Today’s thought: how can you give yourself the care and love you give to others? Can you be more patient with yourself? Can you release shame for resting? We are the best at supporting justice and community when we are cared for. Learning to care for yourself is vital.

Love is an action verb. I’m tired of hearing about how much we love something while we make the evidence of our love invisible. Love without action is egotistical. Love that excludes is oxymoronic. Love is a fighter for justice, a blanket, a cup of coffee on the nightstand, and a kick in the ass.

If you’re waiting for a charismatic leader to step up and fix everything, get used to waiting. There’s no mythical rescuer coming. There’s just all of us and the daily work of supporting our communities. Find a local org, get involved, help the people around you. That’s the only answer.

My heart is hurt and angry today, so I am being tender with myself. I am caring for myself and my family. I am reaching out to my community. I am rededicating myself, as I do every single fucking blessed day, to love in its ferocity and tenderness.

And I’m not talking about emotional bosh when I talk about love; I’m talking about a strong, demanding love. For I have seen too much hate. and I say to myself that hate is too great a burden to bear. I have decided to love. If you are seeking the highest good, I think you can find it through love.

From Dr. King: And I say to you, I have also decided to stick with love, for I know that love is ultimately the only answer to humankind’s problems. And I’m going to talk about it everywhere I go. I know it isn’t popular to talk about it in some circles today. 1/?

I am often overwhelmed with a feeling best described as dolor. A dark mood overtakes me and I feel like I have failed somehow in controlling my moods. But constant positivity is impossible and untenable. The darkness can be loving, too, if I welcome it without shame.

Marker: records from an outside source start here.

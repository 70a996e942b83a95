//! Identity strategy

use crate::mapping::QuantizeMapping;
use crate::{QuantizationKind, QuantizeStrategy};
use paramap_common::{DataType, ParameterSet, Result};
use serde::{Deserialize, Serialize};
use tracing::debug;

/// Keeps every parameter dense at `model_dtype`
#[derive(Debug, Clone, PartialEq, Eq, Serialize, Deserialize)]
pub struct NoQuantize {
    pub name: String,
    pub model_dtype: DataType,
}

impl NoQuantize {
    pub fn new(name: impl Into<String>, model_dtype: DataType) -> Self {
        Self { name: name.into(), model_dtype }
    }
}

impl QuantizeStrategy for NoQuantize {
    fn name(&self) -> &str {
        &self.name
    }

    fn kind(&self) -> QuantizationKind {
        QuantizationKind::NoQuant
    }

    fn model_dtype(&self) -> DataType {
        self.model_dtype
    }

    fn rewrite(
        &self,
        params: ParameterSet,
        _quant_map: &mut QuantizeMapping,
        _prefix: &str,
    ) -> Result<ParameterSet> {
        debug!(strategy = %self.name, params = params.len(), "no quantization applied");
        Ok(params)
    }
}
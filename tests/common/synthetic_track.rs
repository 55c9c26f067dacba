use barrel_reco::fit::circle_circle_intersection;
use barrel_reco::{DetectorRegion, LayerRadiusTable, TrackHit};
use nalgebra::Vector3;
use rand::{Rng, SeedableRng};
use rand_chacha::ChaCha8Rng;

/// Circular trajectory in the transverse plane with a linear z profile.
#[derive(Clone, Copy, Debug)]
pub struct Trajectory {
    pub circle_r: f64,
    pub x0: f64,
    pub y0: f64,
    /// z = slope * r + intercept
    pub slope: f64,
    pub intercept: f64,
}

impl Default for Trajectory {
    fn default() -> Self {
        // stiff track curving gently away from the origin
        Self {
            circle_r: 120.0,
            x0: 0.0,
            y0: 118.0,
            slope: 0.35,
            intercept: 1.5,
        }
    }
}

impl Trajectory {
    /// Point of the trajectory at the given transverse radius, on the
    /// branch with positive x.
    pub fn at_radius(&self, radius: f64) -> Option<Vector3<f64>> {
        let sol = circle_circle_intersection(radius, self.circle_r, self.x0, self.y0)?;
        let (x, y) = if sol.xplus >= sol.xminus {
            (sol.xplus, sol.yplus)
        } else {
            (sol.xminus, sol.yminus)
        };
        Some(Vector3::new(x, y, self.slope * radius + self.intercept))
    }
}

/// Generates one segmented-detector hit per layer in `layers`, each lying
/// exactly on `trajectory` at its layer's nominal radius plus
/// `radial_offset` (a nonzero offset mimics a distortion-corrected cluster
/// off its readout surface).
pub fn segmented_track(
    table: &LayerRadiusTable,
    trajectory: &Trajectory,
    layers: std::ops::Range<u32>,
    radial_offset: f64,
) -> Vec<TrackHit> {
    layers
        .filter_map(|layer| {
            let radius = table.get(layer as usize)? + radial_offset;
            let position = trajectory.at_radius(radius)?;
            Some(TrackHit {
                key: u64::from(layer) + 1000,
                layer: layer + 7,
                region: DetectorRegion::RadialSegmented,
                position,
            })
        })
        .collect()
}

/// A handful of silicon-like hits that must pass through any projection
/// untouched.
pub fn silicon_hits() -> Vec<TrackHit> {
    [
        (1u64, 0u32, 2.46, 0.31, 0.8),
        (2, 1, 3.16, 0.40, 1.0),
        (3, 2, 3.91, 0.50, 1.3),
    ]
    .iter()
    .map(|&(key, layer, x, y, z)| TrackHit {
        key,
        layer,
        region: DetectorRegion::Other,
        position: Vector3::new(x, y, z),
    })
    .collect()
}

/// Deterministically smears hit positions by a uniform offset within
/// `amplitude` on every axis.
pub fn smear(hits: &mut [TrackHit], amplitude: f64, seed: u64) {
    let mut rng = ChaCha8Rng::seed_from_u64(seed);
    for hit in hits {
        for i in 0..3 {
            hit.position[i] += rng.gen_range(-amplitude..amplitude);
        }
    }
}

I led a workshop this morning about community care and mutual aid at a local high school. Community care, friendship, love, mutual aid- these are all tied together, bound by empathy and our shared efforts to support one another. They humbled me with their openness and caring. It’s brave and hard!

bell hooks defined love as “a dedication to another’s spiritual growth.” She did not mean religious awakening, but rather the soul’s freedom to become and be accepted and supported in that becoming. How can I live that definition? I ask myself this question regularly. I invite you to do the same. ❤️

As a mother, my child’s personality is his own- he is not a mini-me. He is fully himself. So, I get to love him as he is and provide guidance and structure and unconditional love to help him in making secure decisions aligned with his values.

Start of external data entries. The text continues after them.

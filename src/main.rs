use barrel_reco::fit::circle_circle_intersection;
use barrel_reco::prelude::*;
use nalgebra::Vector3;

fn main() {
    // Demo stub: builds a synthetic curved track through all 48 segmented
    // layers, displaces every cluster off its readout surface, and
    // projects the track back.
    let table = LayerRadiusTable::default();
    let projector = ClusterRadialProjector::new(table.clone());

    // trajectory: circle of radius 120 cm centered at (0, 118), z linear in r
    let mut hits = Vec::new();
    for layer in 0..48u32 {
        let radius = table.get(layer as usize).unwrap() + 0.15; // off-surface
        let Some(sol) = circle_circle_intersection(radius, 120.0, 0.0, 118.0) else {
            continue;
        };
        hits.push(TrackHit {
            key: u64::from(layer),
            layer: layer + 7,
            region: DetectorRegion::RadialSegmented,
            position: Vector3::new(sol.xplus, sol.yplus, 0.3 * radius + 2.0),
        });
    }

    let (moved, diag) = projector.project_with_diagnostics(&hits);
    println!(
        "projected {} of {} clusters ({} dropped, {} in output) in {:.3} ms",
        diag.moved,
        diag.hits_total,
        diag.dropped,
        moved.len(),
        diag.elapsed_ms
    );
}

As a therapist who works with kids, I often explore how love is shown in action with parents. For example: caring attention is loving, validation is loving; And so are boundaries and challenge. The work of parenting is (or should be) the work of loving.

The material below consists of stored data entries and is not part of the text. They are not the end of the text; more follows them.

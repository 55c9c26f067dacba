use std::time::Instant;

use log::{debug, trace};
use nalgebra::Vector3;
use rayon::prelude::*;

use super::radii::LayerRadiusTable;
use crate::diagnostics::ProjectionDiagnostics;
use crate::fit::{circle_circle_intersection, circle_fit_by_taubin, line_fit, CircleFit};
use crate::types::{DetectorRegion, TrackHit};

/// Offset subtracted from the global layer id to index the radius table.
/// The segmented detector's first layer sits behind the silicon layers in
/// the global numbering scheme.
pub const SEGMENTED_LAYER_OFFSET: u32 = 7;

/// Proximity window (cm, per axis) used to pick between the two
/// circle-circle intersection candidates. Large and arbitrary; kept as-is
/// because downstream calibrations were derived with it.
const INTERSECTION_MATCH_TOL_CM: f64 = 5.0;

/// Moves distortion-corrected clusters of the radially segmented detector
/// back onto the nominal readout radius of their layer.
///
/// The transverse trajectory is modeled by a Taubin circle fit over the
/// segmented clusters of one track, the longitudinal one by a straight
/// line in (radius, z). Each segmented cluster is displaced along the
/// fitted trajectory from its own radius to the layer's readout radius;
/// all other clusters pass through unchanged.
///
/// The projector is immutable after construction and may be shared freely
/// across threads.
#[derive(Clone, Debug)]
pub struct ClusterRadialProjector {
    radii: LayerRadiusTable,
    verbosity: u8,
}

impl ClusterRadialProjector {
    pub fn new(radii: LayerRadiusTable) -> Self {
        Self {
            radii,
            verbosity: 0,
        }
    }

    /// Diagnostic verbosity. Gates optional log output only; computed
    /// results never depend on it.
    pub fn set_verbosity(&mut self, verbosity: u8) {
        self.verbosity = verbosity;
    }

    pub fn radii(&self) -> &LayerRadiusTable {
        &self.radii
    }

    /// Projects the segmented clusters of one track onto their readout
    /// radii.
    ///
    /// Tracks with fewer than three segmented clusters are returned
    /// unchanged, including all non-segmented hits: a circle fit needs at
    /// least three points, and a partial projection would bias the track.
    /// Clusters whose projection is geometrically impossible (the fitted
    /// circle misses the target cylinder) are dropped from the output.
    pub fn project(&self, hits: &[TrackHit]) -> Vec<TrackHit> {
        self.project_with_diagnostics(hits).0
    }

    /// Same as [`project`](Self::project), additionally reporting counters
    /// for the moved, dropped and passed-through hits.
    pub fn project_with_diagnostics(
        &self,
        hits: &[TrackHit],
    ) -> (Vec<TrackHit>, ProjectionDiagnostics) {
        let t0 = Instant::now();

        let mut moved: Vec<TrackHit> = Vec::with_capacity(hits.len());
        let mut segmented: Vec<&TrackHit> = Vec::with_capacity(hits.len());
        for hit in hits {
            match hit.region {
                DetectorRegion::RadialSegmented => segmented.push(hit),
                // silicon and other clusters stay where they are
                DetectorRegion::Other => moved.push(hit.clone()),
            }
        }

        let passthrough = moved.len();
        let mut diag = ProjectionDiagnostics {
            hits_total: hits.len(),
            segmented: segmented.len(),
            moved: 0,
            dropped: 0,
            passthrough,
            elapsed_ms: 0.0,
        };

        // need at least 3 clusters to fit a circle
        if segmented.len() < 3 {
            if self.verbosity > 0 {
                debug!(
                    "skip this track, not enough segmented clusters: {}",
                    segmented.len()
                );
            }
            diag.elapsed_ms = t0.elapsed().as_secs_f64() * 1e3;
            return (hits.to_vec(), diag);
        }

        let positions: Vec<Vector3<f64>> = segmented.iter().map(|h| h.position).collect();
        let circle = circle_fit_by_taubin(&positions);
        let line = line_fit(&positions);

        for hit in segmented {
            let Some(target_radius) = hit
                .layer
                .checked_sub(SEGMENTED_LAYER_OFFSET)
                .and_then(|i| self.radii.get(i as usize))
            else {
                diag.dropped += 1;
                debug!(
                    "cluster {:#x}: layer {} has no readout radius, dropped",
                    hit.key, hit.layer
                );
                continue;
            };

            // circle position at the target surface radius
            let Some((x_proj, y_proj)) = self.select_intersection(
                target_radius,
                &circle,
                hit.position.x,
                hit.position.y,
            ) else {
                diag.dropped += 1;
                continue;
            };
            // z projection is unique
            let z_proj = line.intercept + line.slope * target_radius;

            // circle position at the cluster's own radius
            let cluster_radius = hit.transverse_radius();
            let Some((x_start, y_start)) = self.select_intersection(
                cluster_radius,
                &circle,
                hit.position.x,
                hit.position.y,
            ) else {
                diag.dropped += 1;
                continue;
            };
            let z_start = line.intercept + line.slope * cluster_radius;

            // displace along the fitted trajectory from the cluster radius
            // to the surface radius, leaving fit residuals in place
            let new_position = Vector3::new(
                hit.position.x - (x_start - x_proj),
                hit.position.y - (y_start - y_proj),
                hit.position.z - (z_start - z_proj),
            );

            if self.verbosity > 2 {
                trace!(
                    "cluster {:#x}: start ({x_start:.4}, {y_start:.4}, {z_start:.4}) proj ({x_proj:.4}, {y_proj:.4}, {z_proj:.4})",
                    hit.key
                );
                trace!(
                    "  layer {} target radius {target_radius:.4} cluster radius {cluster_radius:.4} -> new position {new_position:?}",
                    hit.layer
                );
            }

            moved.push(TrackHit {
                key: hit.key,
                layer: hit.layer,
                region: hit.region,
                position: new_position,
            });
            diag.moved += 1;
        }

        diag.elapsed_ms = t0.elapsed().as_secs_f64() * 1e3;
        (moved, diag)
    }

    /// Projects independent tracks in parallel. The projector holds no
    /// mutable state, so tracks can fan out freely.
    pub fn project_tracks(&self, tracks: &[Vec<TrackHit>]) -> Vec<Vec<TrackHit>> {
        tracks
            .par_iter()
            .map(|track| self.project(track))
            .collect()
    }

    /// Intersects the fitted circle with the cylinder of `target_radius`
    /// and picks the solution near the original cluster position.
    ///
    /// Of the two candidates the one within [`INTERSECTION_MATCH_TOL_CM`]
    /// of the cluster in both x and y wins; when neither qualifies the
    /// minus solution is used. `None` when the circles do not intersect,
    /// in which case the cluster is skipped.
    fn select_intersection(
        &self,
        target_radius: f64,
        circle: &CircleFit,
        xclus: f64,
        yclus: f64,
    ) -> Option<(f64, f64)> {
        let Some(sol) = circle_circle_intersection(target_radius, circle.r, circle.x0, circle.y0)
        else {
            if self.verbosity > 1 {
                debug!(
                    "circle/circle intersection failed, skip this cluster: \
                     target_radius {target_radius} fitted R {} X0 {} Y0 {}",
                    circle.r, circle.x0, circle.y0
                );
            }
            return None;
        };

        if (xclus - sol.xplus).abs() < INTERSECTION_MATCH_TOL_CM
            && (yclus - sol.yplus).abs() < INTERSECTION_MATCH_TOL_CM
        {
            Some((sol.xplus, sol.yplus))
        } else {
            Some((sol.xminus, sol.yminus))
        }
    }
}

impl Default for ClusterRadialProjector {
    fn default() -> Self {
        Self::new(LayerRadiusTable::default())
    }
}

We have left the conversation about love to poets, artists, and philosophers- and, as producers of the human experience, we have been right to do so. But, love is central to all of our lives. As parents, as friends, even as workers - love and loving are vital to our lives. 1/?

So first, I’m asking this question: How do you define love? Is it a feeling? What does it feel like to you? Is it an action? An intention? What words come to mind when you think of love?

I’m here on this new app to talk about love. How we learn to love ourselves and others, how we learn to live as loving people; The complex ways we understand love and friendship. I want to open a conversation of love that extends beyond the romantic and expands on the work of bell hooks and others.